Отказавшись сесть, Джейк стоял, прислонившись к двери, откуда он мог видеть Хелен, сидящую в одном из кресел, на подлокотник которого опиралась Диззи. Она была бледна, глаза были сонные, а рыжие волосы были зачесаны назад и перевязаны на затылке голубым крапчатым носовым платком. Она никогда еще не казалась Джейку более красивой. Он чувствовал себя просто раздавленным любовью. Он с трудом мог сосредоточиться на кадрах, показывающих напряженных метателей копья, и спринтеров, разрывающих финишную ленточку, и троеборцев, и Анну Мур, завоевывающую свое серебро.

Мэлис выключил видеомагнитофон.

«Не думаю, что должен говорить вам еще что-нибудь. Если вы завоюете медаль, особенно золотую, это станет величайшим достижением в вашей жизни, в этом не приходится сомневаться. И если вы не получите эту медаль, потому что будете недостаточно хороши в тот день, или потому, что ваша лошадь будет не форме, или потому, что у ва сдадут нервы, все это будет нормально и хорошо. Но, если вы потом сможете оглянуться и сказать – я проиграл, потому что слишком много пил, или не тренировался, или ложился спать слишком поздно, или недомтаточно старательно работал с лошадью, вы будете сожалеть об этом до конца своей жизни.»

«Наверное, это ему вторит Джейк,» сказала себе Хелен.

Он обвел глазами пятерых наездников. «Вы, должно быть, самая старая Олимпийская команда, которую мы когда-либо выставляли, за исключением Фэн, что означает, что мы можем предложить богатейший опыт, но также вы должны проявить и рвение. Это также значит, что это вполне может стать вашей последней возможностью или провалом на Олимпийских Играх.»

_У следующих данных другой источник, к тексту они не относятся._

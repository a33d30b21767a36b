//! `StateV1`: the mutable world-state snapshot.
//!
//! A state is a map of variable name → (entity id → quantity). Item and
//! tool counts and the consumable `time` budget are all ordinary
//! variables; multiple entities may share one state, keyed by entity id.
//!
//! States are owned values: the planner threads fresh clones through
//! recursion so a failed branch can never leak a mutation into its
//! siblings. `BTreeMap` at both levels keeps iteration — and therefore
//! canonical bytes and fingerprints — deterministic.

use std::collections::BTreeMap;

use crate::canon::canonical_json_bytes;
use crate::hash::{canonical_hash, ContentHash, DOMAIN_STATE};

/// World state: variable → entity → quantity.
///
/// Quantities are `i64` so arithmetic during operator checks can go
/// transiently negative in expressions; a stored quantity is expected to
/// stay ≥ 0, and operators must refuse to apply rather than store a
/// negative value.
#[derive(Debug, Clone, PartialEq, Eq, Default)]
pub struct StateV1 {
    vars: BTreeMap<String, BTreeMap<String, i64>>,
}

impl StateV1 {
    /// An empty state with no variables.
    #[must_use]
    pub fn new() -> Self {
        Self::default()
    }

    /// Read a quantity. Missing variable or entity reads as 0.
    #[must_use]
    pub fn quantity(&self, var: &str, entity: &str) -> i64 {
        self.vars
            .get(var)
            .and_then(|per_entity| per_entity.get(entity))
            .copied()
            .unwrap_or(0)
    }

    /// Set a quantity, creating the variable/entity entry as needed.
    pub fn set_quantity(&mut self, var: &str, entity: &str, qty: i64) {
        self.vars
            .entry(var.to_string())
            .or_default()
            .insert(entity.to_string(), qty);
    }

    /// Add `delta` (may be negative) to a quantity and return the new value.
    pub fn adjust(&mut self, var: &str, entity: &str, delta: i64) -> i64 {
        let slot = self
            .vars
            .entry(var.to_string())
            .or_default()
            .entry(entity.to_string())
            .or_insert(0);
        *slot += delta;
        *slot
    }

    /// Whether the variable exists (even if all its quantities are 0).
    #[must_use]
    pub fn has_var(&self, var: &str) -> bool {
        self.vars.contains_key(var)
    }

    /// Iterate `(variable, entity, quantity)` in deterministic order.
    pub fn iter(&self) -> impl Iterator<Item = (&str, &str, i64)> {
        self.vars.iter().flat_map(|(var, per_entity)| {
            per_entity
                .iter()
                .map(move |(entity, qty)| (var.as_str(), entity.as_str(), *qty))
        })
    }

    /// Canonical bytes for hashing: sorted variable → entity → quantity.
    ///
    /// # Panics
    ///
    /// Never panics: quantities are integers, which canonical JSON accepts.
    #[must_use]
    pub fn canonical_bytes(&self) -> Vec<u8> {
        let mut vars = serde_json::Map::new();
        for (var, per_entity) in &self.vars {
            let mut entities = serde_json::Map::new();
            for (entity, qty) in per_entity {
                entities.insert(entity.clone(), serde_json::Value::from(*qty));
            }
            vars.insert(var.clone(), serde_json::Value::Object(entities));
        }
        canonical_json_bytes(&serde_json::Value::Object(vars))
            .expect("state quantities are integers")
    }

    /// Domain-separated fingerprint of the canonical bytes.
    #[must_use]
    pub fn fingerprint(&self) -> ContentHash {
        canonical_hash(DOMAIN_STATE, &self.canonical_bytes())
    }
}
//! Plan policy: search bounds and derive-once configuration.

use std::collections::BTreeSet;

use crate::error::PlanError;

/// Budget and cycle-control configuration for a planning run.
///
/// The depth and repetition bounds are enforced through built-in
/// heuristic checks installed ahead of any domain-supplied checks, so
/// exceeding either is an ordinary prune, never a fatal error.
#[derive(Debug, Clone, PartialEq, Eq)]
pub struct PlanPolicyV1 {
    /// Recursion-depth cutoff.
    pub max_depth: u32,
    /// How many times one task key may appear in the active calling
    /// stack before the branch is pruned.
    pub max_task_repeats: u32,
    /// Compound task names expanded at most once per `(name, args)` key
    /// along a single search path. Generalizes per-item "already made,
    /// do not re-derive" bookkeeping out of domain state.
    pub derive_once_tasks: BTreeSet<String>,
}

impl Default for PlanPolicyV1 {
    fn default() -> Self {
        Self {
            max_depth: 400,
            max_task_repeats: 5,
            derive_once_tasks: BTreeSet::new(),
        }
    }
}

impl PlanPolicyV1 {
    /// Validate the policy before a run.
    ///
    /// # Errors
    ///
    /// Returns [`PlanError::InvalidPolicy`] if either bound is zero — a
    /// zero bound would prune every branch at the root.
    pub fn validate(&self) -> Result<(), PlanError> {
        if self.max_depth == 0 {
            return Err(PlanError::InvalidPolicy {
                detail: "max_depth must be at least 1".into(),
            });
        }
        if self.max_task_repeats == 0 {
            return Err(PlanError::InvalidPolicy {
                detail: "max_task_repeats must be at least 1".into(),
            });
        }
        Ok(())
    }
}
#[cfg(test)]
mod tests {
    use super::*;

    fn song(id: i64, title: &str, artist: &str) -> RawSong {
        RawSong {
            id,
            title: title.to_string(),
            artist: artist.to_string(),
        }
    }

    fn score(song_id: i64, ms: i64) -> RawScore {
        RawScore {
            song_id,
            time_achieved: Some(ms),
        }
    }

    fn record(ts: i64) -> PlayRecord {
        PlayRecord {
            artist: "Artist".into(),
            track: format!("Track {ts}"),
            timestamp: ts,
        }
    }

    fn sample_snapshot() -> RawSnapshot {
        RawSnapshot {
            scores: vec![score(2, 1_700_000_300_999), score(1, 1_700_000_200_000), score(3, 1_700_000_100_500)],
            songs: vec![
                song(1, "Freedom Dive", "xi"),
                song(2, "\u{FFFD}", "Unknown Composer"),
                song(3, "Blue Zenith", "xi"),
            ],
        }
    }

    #[test]
    fn extraction_joins_songs_in_score_order() {
        let records = extract(&sample_snapshot());
        let timestamps: Vec<_> = records.iter().map(|r| r.timestamp).collect();
        assert_eq!(timestamps, vec![1_700_000_300, 1_700_000_200, 1_700_000_100]);
        assert_eq!(records[1].track, "Freedom Dive");
        assert_eq!(records[2].artist, "xi");
    }

    #[test]
    fn extraction_is_idempotent() {
        let snapshot = sample_snapshot();
        assert_eq!(extract(&snapshot), extract(&snapshot));
    }

    #[test]
    fn scores_without_song_or_time_are_dropped() {
        let snapshot = RawSnapshot {
            scores: vec![
                score(9, 5_000),
                RawScore {
                    song_id: 1,
                    time_achieved: None,
                },
                score(1, 7_000),
            ],
            songs: vec![song(1, "Song", "Band")],
        };
        let records = extract(&snapshot);
        assert_eq!(records.len(), 1);
        assert_eq!(records[0].timestamp, 7);
    }

    #[test]
    fn corrupted_titles_become_null_sentinel() {
        for title in ["\u{FFFD}", "ï¿½", " \u{FFFD}\u{FFFD} ", "ï¿½ï¿½"] {
            for ts in [0, 1_500, 1_700_000_000_000] {
                let snapshot = RawSnapshot {
                    scores: vec![score(1, ts)],
                    songs: vec![song(1, title, "Kobaryo")],
                };
                let records = extract(&snapshot);
                assert_eq!(records[0].track, NULL_TRACK, "title {title:?}");
                assert_eq!(records[0].artist, "Kobaryo");
            }
        }
        assert!(!is_corrupted_title(""));
        assert!(!is_corrupted_title("Caf\u{FFFD} Mix"));
    }

    #[test]
    fn timestamps_floor_to_seconds() {
        let snapshot = RawSnapshot {
            scores: vec![score(1, 1_999), score(1, -1)],
            songs: vec![song(1, "Song", "Band")],
        };
        let timestamps: Vec<_> = extract(&snapshot).iter().map(|r| r.timestamp).collect();
        assert_eq!(timestamps, vec![1, -1]);
    }

    #[test]
    fn snapshot_parses_tachi_envelope_and_bare_body() {
        let envelope = r#"{"success":true,"description":"ok","body":{
            "scores":[{"songID":1,"timeAchieved":1000,"scoreData":{}}],
            "songs":[{"id":1,"title":"A","artist":"B","altTitles":[]}]}}"#;
        let bare = r#"{"scores":[{"songID":1,"timeAchieved":1000}],"songs":[{"id":1,"title":"A","artist":"B"}]}"#;
        let a: RawSnapshot = serde_json::from_str(envelope).unwrap();
        let b: RawSnapshot = serde_json::from_str(bare).unwrap();
        assert_eq!(a, b);
        assert_eq!(a.newest_timestamp(), Some(1));
    }

    #[test]
    fn cursor_parses_scalar_and_legacy_snapshot() {
        let scalar: Cursor = serde_json::from_str("1700000000").unwrap();
        assert_eq!(scalar, Cursor::Timestamp(1_700_000_000));

        let legacy: Cursor = serde_json::from_str(
            r#"{"body":{"scores":[{"songID":1,"timeAchieved":9000},{"songID":7,"timeAchieved":12000}],"songs":[]}}"#,
        )
        .unwrap();
        assert_eq!(legacy.kind(), CursorKind::LegacySnapshot);
        assert_eq!(legacy.normalized(), Some(Cursor::Timestamp(12)));
    }

    #[test]
    fn cursor_rejects_objects_without_scores() {
        for doc in ["{}", r#"{"ts":5}"#, r#"{"body":{}}"#, r#"{"songs":[]}"#] {
            assert!(serde_json::from_str::<Cursor>(doc).is_err(), "{doc} parsed as a cursor");
        }

        let empty: Cursor = serde_json::from_str(r#"{"scores":[]}"#).unwrap();
        assert_eq!(empty.kind(), CursorKind::LegacySnapshot);
        assert_eq!(empty.normalized(), None);
    }

    #[test]
    fn dedup_keeps_only_records_after_cursor() {
        let records = vec![record(900), record(1000), record(1100), record(1200)];
        let kept = dedup(Some(&Cursor::Timestamp(1000)), records);
        let timestamps: Vec<_> = kept.iter().map(|r| r.timestamp).collect();
        assert_eq!(timestamps, vec![1100, 1200]);
    }

    #[test]
    fn dedup_output_is_always_after_cursor() {
        let records: Vec<_> = (0..40).map(|i| record((i * 37) % 23)).collect();
        for cursor in -1..25 {
            for kept in dedup(Some(&Cursor::Timestamp(cursor)), records.clone()) {
                assert!(kept.timestamp > cursor);
            }
        }
    }

    #[test]
    fn dedup_without_cursor_keeps_everything_in_order() {
        let records = vec![record(3), record(1), record(2)];
        assert_eq!(dedup(None, records.clone()), records);
    }

    #[test]
    fn dedup_is_stable_for_equal_timestamps() {
        let mut a = record(50);
        a.track = "first".into();
        let mut b = record(50);
        b.track = "second".into();
        let kept = dedup(Some(&Cursor::Timestamp(10)), vec![a.clone(), record(5), b.clone()]);
        assert_eq!(kept, vec![a, b]);
    }

    #[test]
    fn dedup_migrates_legacy_snapshot_cursor() {
        let previous = RawSnapshot {
            scores: vec![score(1, 1_000_000)],
            songs: vec![song(1, "Old", "Band")],
        };
        let kept = dedup(
            Some(&Cursor::Snapshot(previous)),
            vec![record(999), record(1000), record(1001)],
        );
        assert_eq!(kept, vec![record(1001)]);
    }

    #[test]
    #[allow(deprecated)]
    fn snapshot_diff_reproduces_its_known_defects() {
        let previous = RawSnapshot {
            scores: vec![score(1, 100_000)],
            songs: vec![song(1, "Known", "Band"), song(2, "Fresh", "Band")],
        };
        let known_replay = PlayRecord {
            artist: "Band".into(),
            track: "Known".into(),
            timestamp: 200,
        };
        let first_play = PlayRecord {
            artist: "Band".into(),
            track: "Fresh".into(),
            timestamp: 300,
        };
        let kept = dedup_snapshot_diff(&previous, vec![first_play, known_replay.clone()]);
        assert_eq!(kept, vec![known_replay]);
    }

    #[test]
    fn batches_respect_capacity() {
        let sizes: Vec<_> = batch((0..120).map(record).collect())
            .iter()
            .map(SubmissionBatch::len)
            .collect();
        assert_eq!(sizes, vec![50, 50, 20]);
        assert!(batch(Vec::new()).is_empty());
        for b in batch_with_capacity((0..7).map(record).collect(), 500) {
            assert!(b.len() <= MAX_BATCH_SIZE);
        }
    }

    #[test]
    fn batching_conserves_records_in_order() {
        let records: Vec<_> = (0..137).map(|i| record(1_000 - i)).collect();
        let batches = batch(records.clone());
        let rejoined: Vec<_> = batches.iter().flat_map(|b| b.records().to_vec()).collect();
        assert_eq!(rejoined, records);
    }

    #[test]
    fn indexed_params_restart_at_zero_per_batch() {
        let batches = batch((0..52).map(record).collect());
        let second = batches[1].indexed_params();
        assert_eq!(
            second,
            vec![
                ("artist[0]".to_string(), "Artist".to_string()),
                ("track[0]".to_string(), "Track 50".to_string()),
                ("timestamp[0]".to_string(), "50".to_string()),
                ("artist[1]".to_string(), "Artist".to_string()),
                ("track[1]".to_string(), "Track 51".to_string()),
                ("timestamp[1]".to_string(), "51".to_string()),
            ]
        );
    }

    #[test]
    fn retain_recent_drops_old_plays() {
        let kept = retain_recent(vec![record(10), record(95), record(100)], 100, 5);
        assert_eq!(kept, vec![record(95), record(100)]);
    }

    #[test]
    fn cursor_advances_monotonically() {
        assert_eq!(advance_cursor(None, Some(5)), Some(5));
        assert_eq!(advance_cursor(Some(9), Some(5)), Some(9));
        assert_eq!(advance_cursor(Some(9), None), Some(9));
        assert_eq!(advance_cursor(None, None), None);
    }

    #[test]
    fn partial_cursor_for_oldest_first_batches_stops_at_last_accepted() {
        let batches = batch((1..=120).map(record).collect());
        assert_eq!(partial_cursor(Some(0), &batches, 1), Some(50));
        assert_eq!(partial_cursor(Some(0), &batches, 0), Some(0));
        assert_eq!(partial_cursor(None, &batches, 3), Some(120));
    }

    #[test]
    fn partial_cursor_for_newest_first_batches_never_skips_unsent() {
        let batches = batch((1..=120).rev().map(record).collect());
        // Batch 0 holds 120..=71; unsent batches reach down to 1.
        assert_eq!(partial_cursor(Some(0), &batches, 1), Some(0));
        assert_eq!(partial_cursor(None, &batches, 1), Some(0));
        assert_eq!(partial_cursor(Some(0), &batches, 2), Some(0));
    }
}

Он повернулся к конюхам, Хелен, очень тихому отцу Гризельды, сидевшему рядом с матерью Айвора. «Хотелось бы предупредить на весь ближайший месяц семьи, конюхов, жен. Постарайтесь не быть эгоистами. Наездники покажутся вам занудными, раздражительными, требовательными. По мере приближения соревнований их растущая отчужденность выразится в стремлении отдалиться. С этим вам прийдется примириться. Им надо сохранять спокойствие, чтобы лошади тоже не волновались. Не предъявляйте ненужных требований. Женам и семьям, если они не поедут в Лос Анжелес, не стоит ожидать регулярных телефонных звонков. Время будет суматошное. Требования безопасности часто будут затруднять возможность позвонить.»

Мэлис взглянул на Джейка.

«Жаль, что здесь нет Тори,» сказал он с улыбкой, «но она единственная, кого я знаю, кому нет необходимости выслушивать все это. Она всегда обеспечивала тебе образцовую поддержку.» Хелен закусила губу. Она почувствовала мучительный приступ ревности. Она должна попытаться не тревожить Джейка.

«Ну, вот и все,» отрывисто проговорил Мэлис, «но я хочу вернуться домой с двумя золотвми медалями.»

Оправдав себя и свою страну победой в Гран При в субботу вечером, Руперт на следующий день самолетом переправил Горную прямо в Лос Анжелес, что давало им обоим около месяца на акклиматизацию.

Двумя неделями позже он вылетел назад в Англию под тем предлогом, что его не устраивает его олимпийская форма, но в действительности, чтобы повидать Аманду Хамильтон. Он всречался с ней в ее доме в Кенсингтоне. Он рассматривал это в качестве важного достижения, как и то, что ему удалость вытащить ее из Шотландии в середине августа, когда она обычно готовила Ролло завтраки перед охотой и принимала его гостей по кабинету.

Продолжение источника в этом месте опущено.